Był już Mały Książę po wielkopolsku i śląsku, teraz przyszedł czas na „Małego Prynca” po podlasku. To pomysł dwóch przyjaciółek Olgi Miśty i Karoliny Krupy-Zaręby, chcących ocalić język swoich przodków.

„Małego Księcia” na podlaski przełożył Jan Maksymiuk. Wersja papierowa powstała na próbę tylko w kilkunastu egzemplarzach. Teraz pomysłodawcy uruchomili zbiórkę, by „Małego Prynca” wydać w większym nakładzie. Pomysłodawczynie podkreślają, że to ich hołd dla języka, który słyszały od dziecka, spędzając wakacje u swoich babć.

– To książka o przyjaźni, miłości i oswajaniu, więc chyba nie można sobie wymarzyć lepszego przewodnika do oswajania swoich korzeni – mówi Olga Miśta w rozmowie z TVP3 Białystok. – Mam nadzieję, że te książki trafią na półki do domów i dzieci oraz rodzice będą potrafili znaleźć tych tekstach coś dla siebie – dodaje Karolina Krupa Zaręba.
Źródło: TVP3 Bydgoszcz

Cały Kalisz złapał się za guziki

Ponad 100 kominiarzy świętowało swoje Ogólnopolskie Święto oraz 10. rocznicę powstania swojej Krajowej Izby. Obchody zaczęły się 14 maja i potrwały 3 dni. Kulminacją był przemarsz kominiarzy przez centrum Kalisza. Wszystkiemu towarzyszyła muzyka Orkiestry Dętej z Liskowa.

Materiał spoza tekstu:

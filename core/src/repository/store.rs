use std::cell::RefCell;
use std::collections::HashMap;
use std::fs;
use std::io::ErrorKind;
use std::path::PathBuf;
use std::rc::Rc;

use anyhow::{anyhow, Context, Result};

const DEFAULT_DIR_NAME: &str = ".studytime";

/// String-keyed storage of serialized blobs, shaped like browser local storage.
pub trait KeyValueStore {
    fn get(&self, key: &str) -> Result<Option<String>>;
    fn set(&self, key: &str, value: &str) -> Result<()>;
    fn remove(&self, key: &str) -> Result<()>;
}

/// Stores each key as `<key>.json` inside a data directory.
#[derive(Clone, Debug)]
pub struct FileKeyValueStore {
    base_dir: PathBuf,
}

impl FileKeyValueStore {
    pub fn new(base_dir: Option<PathBuf>) -> Result<Self> {
        let path = match base_dir {
            Some(dir) => dir,
            None => default_data_dir()?,
        };
        fs::create_dir_all(&path)
            .with_context(|| format!("Could not create data directory {}", path.display()))?;
        log::debug!("Using data directory {}", path.display());
        Ok(Self { base_dir: path })
    }

    fn path_for(&self, key: &str) -> PathBuf {
        self.base_dir.join(format!("{}.json", key))
    }
}

pub fn default_data_dir() -> Result<PathBuf> {
    let home_dir = dirs::home_dir().ok_or_else(|| anyhow!("Could not determine home directory"))?;
    Ok(home_dir.join(DEFAULT_DIR_NAME))
}

impl KeyValueStore for FileKeyValueStore {
    fn get(&self, key: &str) -> Result<Option<String>> {
        let bytes = match fs::read(self.path_for(key)) {
            Ok(bytes) => bytes,
            Err(e) if e.kind() == ErrorKind::NotFound => return Ok(None),
            Err(e) => return Err(e).with_context(|| format!("Could not read key '{}'", key)),
        };
        match String::from_utf8(bytes) {
            Ok(content) => Ok(Some(content)),
            Err(e) => {
                log::warn!("Ignoring key '{}': not valid UTF-8 ({})", key, e);
                Ok(None)
            }
        }
    }

    fn set(&self, key: &str, value: &str) -> Result<()> {
        fs::write(self.path_for(key), value)
            .with_context(|| format!("Could not write key '{}'", key))
    }

    fn remove(&self, key: &str) -> Result<()> {
        match fs::remove_file(self.path_for(key)) {
            Ok(()) => Ok(()),
            Err(e) if e.kind() == ErrorKind::NotFound => Ok(()),
            Err(e) => Err(e).with_context(|| format!("Could not remove key '{}'", key)),
        }
    }
}

/// In-process store. Clones share the same entries.
#[derive(Clone, Debug, Default)]
pub struct MemoryKeyValueStore {
    entries: Rc<RefCell<HashMap<String, String>>>,
}

impl MemoryKeyValueStore {
    pub fn new() -> Self {
        Self::default()
    }
}

impl KeyValueStore for MemoryKeyValueStore {
    fn get(&self, key: &str) -> Result<Option<String>> {
        Ok(self.entries.borrow().get(key).cloned())
    }

    fn set(&self, key: &str, value: &str) -> Result<()> {
        self.entries
            .borrow_mut()
            .insert(key.to_string(), value.to_string());
        Ok(())
    }

    fn remove(&self, key: &str) -> Result<()> {
        self.entries.borrow_mut().remove(key);
        Ok(())
    }
}

#[cfg(test)]
mod tests {
    use super::*;

    #[test]
    fn test_file_store_missing_key_is_none() {
        let dir = tempfile::tempdir().unwrap();
        let store = FileKeyValueStore::new(Some(dir.path().to_path_buf())).unwrap();
        assert_eq!(store.get("records").unwrap(), None);
    }

    #[test]
    fn test_file_store_set_get_remove() {
        let dir = tempfile::tempdir().unwrap();
        let store = FileKeyValueStore::new(Some(dir.path().join("nested"))).unwrap();

        store.set("goal", "{}").unwrap();
        assert_eq!(store.get("goal").unwrap().as_deref(), Some("{}"));
        assert!(dir.path().join("nested").join("goal.json").exists());

        store.remove("goal").unwrap();
        assert_eq!(store.get("goal").unwrap(), None);
        // Removing again is fine.
        store.remove("goal").unwrap();
    }

    #[test]
    fn test_file_store_non_utf8_is_none() {
        let dir = tempfile::tempdir().unwrap();
        let store = FileKeyValueStore::new(Some(dir.path().to_path_buf())).unwrap();
        fs::write(dir.path().join("records.json"), [0xff, 0xfe, 0x5b, 0x5d]).unwrap();
        assert_eq!(store.get("records").unwrap(), None);
    }

    #[test]
    fn test_memory_store_clones_share_entries() {
        let store = MemoryKeyValueStore::new();
        let other = store.clone();
        store.set("k", "v").unwrap();
        assert_eq!(other.get("k").unwrap().as_deref(), Some("v"));
        other.remove("k").unwrap();
        assert_eq!(store.get("k").unwrap(), None);
    }
}
use anyhow::Result;
use chrono::NaiveDate;

use crate::input::{FormError, GoalForm, RecordForm};
use crate::model::goal::Goal;
use crate::model::record::StudyRecord;
use crate::repository::{GoalRepository, RecordRepository};
use crate::service::dto::{Dashboard, ProgressView, RecordRow};
use crate::service::progress::{calculate_progress, Progress};
use crate::service::weekly::{weekly_chart, WeeklyHours};

/// Outcome of a form submission. A rejected form is not an error: the caller
/// shows the message and keeps the form.
#[derive(Debug, Clone, PartialEq)]
pub enum Submission<T> {
    Accepted(T),
    Rejected(FormError),
}

impl<T> Submission<T> {
    pub fn is_accepted(&self) -> bool {
        matches!(self, Submission::Accepted(_))
    }
}

pub struct StudyService<R: RecordRepository, G: GoalRepository> {
    records: R,
    goals: G,
}

impl<R: RecordRepository, G: GoalRepository> StudyService<R, G> {
    pub fn new(records: R, goals: G) -> Self {
        Self { records, goals }
    }

    pub fn add_record(
        &self,
        form: &RecordForm,
        today: NaiveDate,
    ) -> Result<Submission<StudyRecord>> {
        let record = match form.validate(today) {
            Ok(record) => record,
            Err(e) => {
                log::debug!("Record form rejected: {}", e);
                return Ok(Submission::Rejected(e));
            }
        };
        self.records.append(record.clone())?;
        log::info!("Logged {} h of '{}' on {}", record.hours, record.subject, record.date);
        Ok(Submission::Accepted(record))
    }

    pub fn records(&self) -> Result<Vec<StudyRecord>> {
        self.records.list()
    }

    pub fn record_rows(&self) -> Result<Vec<RecordRow>> {
        Ok(self
            .records
            .list()?
            .into_iter()
            .enumerate()
            .map(|(i, r)| RecordRow::from_entity(i, r))
            .collect())
    }

    pub fn delete_record(&self, position: usize) -> Result<Option<StudyRecord>> {
        let removed = self.records.delete_at(position)?;
        if let Some(r) = &removed {
            log::info!("Deleted '{}' on {}", r.subject, r.date);
        }
        Ok(removed)
    }

    pub fn set_goal(&self, form: &GoalForm) -> Result<Submission<Goal>> {
        let goal = match form.validate() {
            Ok(goal) => goal,
            Err(e) => {
                log::debug!("Goal form rejected: {}", e);
                return Ok(Submission::Rejected(e));
            }
        };
        self.goals.set(&goal)?;
        log::info!("Goal set: '{}' at {} h per week", goal.goal, goal.goal_hours);
        Ok(Submission::Accepted(goal))
    }

    pub fn goal(&self) -> Result<Option<Goal>> {
        self.goals.get()
    }

    pub fn progress(&self, today: NaiveDate) -> Result<Progress> {
        let goal = self.goals.get()?;
        let records = self.records.list()?;
        Ok(calculate_progress(goal.as_ref(), &records, today))
    }

    pub fn weekly_chart(&self) -> Result<WeeklyHours> {
        Ok(weekly_chart(&self.records.list()?))
    }

    /// Reads both stores once and derives everything the front end shows.
    pub fn dashboard(&self, today: NaiveDate) -> Result<Dashboard> {
        let records = self.records.list()?;
        let goal = self.goals.get()?;
        let progress = calculate_progress(goal.as_ref(), &records, today);
        let weekly = weekly_chart(&records);

        Ok(Dashboard {
            records: records
                .into_iter()
                .enumerate()
                .map(|(i, r)| RecordRow::from_entity(i, r))
                .collect(),
            goal,
            progress: ProgressView::from_progress(&progress),
            weekly,
        })
    }
}

#[cfg(test)]
#[path = "study_service_test.rs"]
mod study_service_test;
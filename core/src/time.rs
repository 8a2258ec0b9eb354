use anyhow::{anyhow, Result};
use chrono::{Datelike, Duration, Local, NaiveDate, Weekday};

pub fn today() -> NaiveDate {
    Local::now().date_naive()
}

/// Parses a study duration into hours: `1.5`, `2h`, `90m`.
pub fn parse_hours(input: &str) -> Result<f64> {
    let input = input.trim();
    if input.is_empty() {
        return Err(anyhow!("Empty hours string"));
    }

    let lower = input.to_lowercase();
    let (num_str, divisor) = if let Some(n) = lower.strip_suffix('m') {
        (n, 60.0)
    } else if let Some(n) = lower.strip_suffix('h') {
        (n, 1.0)
    } else {
        (lower.as_str(), 1.0)
    };

    let num: f64 = num_str
        .trim()
        .parse()
        .map_err(|_| anyhow!("Invalid hours: {}", input))?;
    if !num.is_finite() {
        return Err(anyhow!("Invalid hours: {}", input));
    }
    Ok(num / divisor)
}

/// Parses the date of a study session relative to `today`.
///
/// Sessions are logged after the fact, so every relative form looks backwards:
/// `today`, `yesterday`, `-3d`, `fri` (the most recent Friday, today included),
/// `2:fri` (the one before that). `YYYY-MM-DD` is accepted as is.
pub fn parse_study_date(input: &str, today: NaiveDate) -> Result<NaiveDate> {
    let input = input.trim();
    if input.is_empty() {
        return Err(anyhow!("Empty date string"));
    }

    // 1. Reserved keywords
    match input.to_lowercase().as_str() {
        "today" | "tod" => return Ok(today),
        "yesterday" | "yes" => return days_before(today, Duration::try_days(1), input),
        _ => {}
    }

    // 2. Relative format (-Nd, -Nw)
    if let Some(rest) = input.strip_prefix('-') {
        if let Some((split, unit)) = rest.char_indices().next_back() {
            if split > 0 {
                let count: i64 = rest[..split]
                    .parse()
                    .map_err(|_| anyhow!("Invalid relative format: {}", input))?;
                let offset = match unit {
                    'd' => Duration::try_days(count),
                    'w' => Duration::try_weeks(count),
                    _ => return Err(anyhow!("Unknown unit in relative date: {}", unit)),
                };
                return days_before(today, offset, input);
            }
        }
    }

    // 3. Standard format
    if let Ok(d) = NaiveDate::parse_from_str(input, "%Y-%m-%d") {
        return Ok(d);
    }

    // 4. Weekday format (fri, 2:fri)
    if let Some((count, day_str)) = parse_weekday_token(input) {
        if let Ok(target) = parse_weekday_str(day_str) {
            if count < 1 {
                return Err(anyhow!("Weekday count must be at least 1: {}", input));
            }
            let mut days_back = today.weekday().num_days_from_sunday() as i64
                - target.num_days_from_sunday() as i64;
            if days_back < 0 {
                days_back += 7;
            }
            let days_back = (count - 1)
                .checked_mul(7)
                .and_then(|weeks| weeks.checked_add(days_back));
            return days_before(today, days_back.and_then(Duration::try_days), input);
        }
    }

    Err(anyhow!("Could not parse date: {}", input))
}

fn days_before(today: NaiveDate, offset: Option<Duration>, input: &str) -> Result<NaiveDate> {
    offset
        .and_then(|offset| today.checked_sub_signed(offset))
        .ok_or_else(|| anyhow!("Date out of range: {}", input))
}

fn parse_weekday_token(input: &str) -> Option<(i64, &str)> {
    match input.split_once(':') {
        Some((count, day)) => count.parse::<i64>().ok().map(|c| (c, day)),
        // Just "fri" means 1:fri
        None => Some((1, input)),
    }
}

fn parse_weekday_str(s: &str) -> Result<Weekday> {
    match s.to_lowercase().as_str() {
        "mon" | "monday" => Ok(Weekday::Mon),
        "tue" | "tuesday" => Ok(Weekday::Tue),
        "wed" | "wednesday" => Ok(Weekday::Wed),
        "thu" | "thursday" => Ok(Weekday::Thu),
        "fri" | "friday" => Ok(Weekday::Fri),
        "sat" | "saturday" => Ok(Weekday::Sat),
        "sun" | "sunday" => Ok(Weekday::Sun),
        _ => Err(anyhow!("Invalid weekday")),
    }
}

fot. Błażej Krawczyk/portal calisia.pl.

– Ktoś by pomyślał, że zawód kominiarza wymiera. Nie jest to prawda. Cały czas się rozwijamy, zwiększamy swoje zdolności pracy, zajmujemy się bardziej skomplikowanymi rzeczami, mamy nowy narybek, który kształcimy. Ten zawód nigdy nie zginie. To co przyciąga do tego zawodu, to kontakt z drugim człowiekiem, pomaganie innym. To misja, którą niesiemy przez całe życie – mówił Marek Wojtas, prezes Krajowej Izby Kominiarskiej Oddział Wielkopolska Południowa.
Źródło: calisia.pl

Przez kaczkę zabrakło palmy

Na Śląsku wiosnę zwiastują palmy. Dokładnie cztery feniksy kanaryjskie, noszące imiona: Grażyna, Kasia, Stasia i Ania. W tym roku, ku zaskoczeniu mieszkańców, tej ostatniej zabrakło.

Czy to oznacza, że wiosna do Katowic nie dotrze? Mieszkańcy mogą spać spokojnie, to tylko stan przejściowy. Palmę Anię zaangażowano bowiem do specjalnej misji. Drzewo, podczas zimowania w hali katowickich wodociągów, stało się gniazdem dla kaczej rodziny. Niecodzienną lokatorkę zauważyli pracownicy, dokonując corocznej pielęgnacji palmy. Z uwagi na okres lęgowy, kaczkę oraz Anię na razie zostawiono w spokoju.

– Pracownicy Zakładu Zieleni Miejskiej codziennie sprawdzają, czy wszystko jest w porządku – mówi, cytowany przez portal 24kato.pl, Mieczysław Wołosz, dyrektor Zakładu Zieleni Miejskiej w Katowicach. – Czekamy cierpliwie, aż młode się wyklują i cała rodzina opuści gniazdo. Dopiero wtedy będziemy mogli przetransportować naszego czwartego feniksa kanaryjskiego.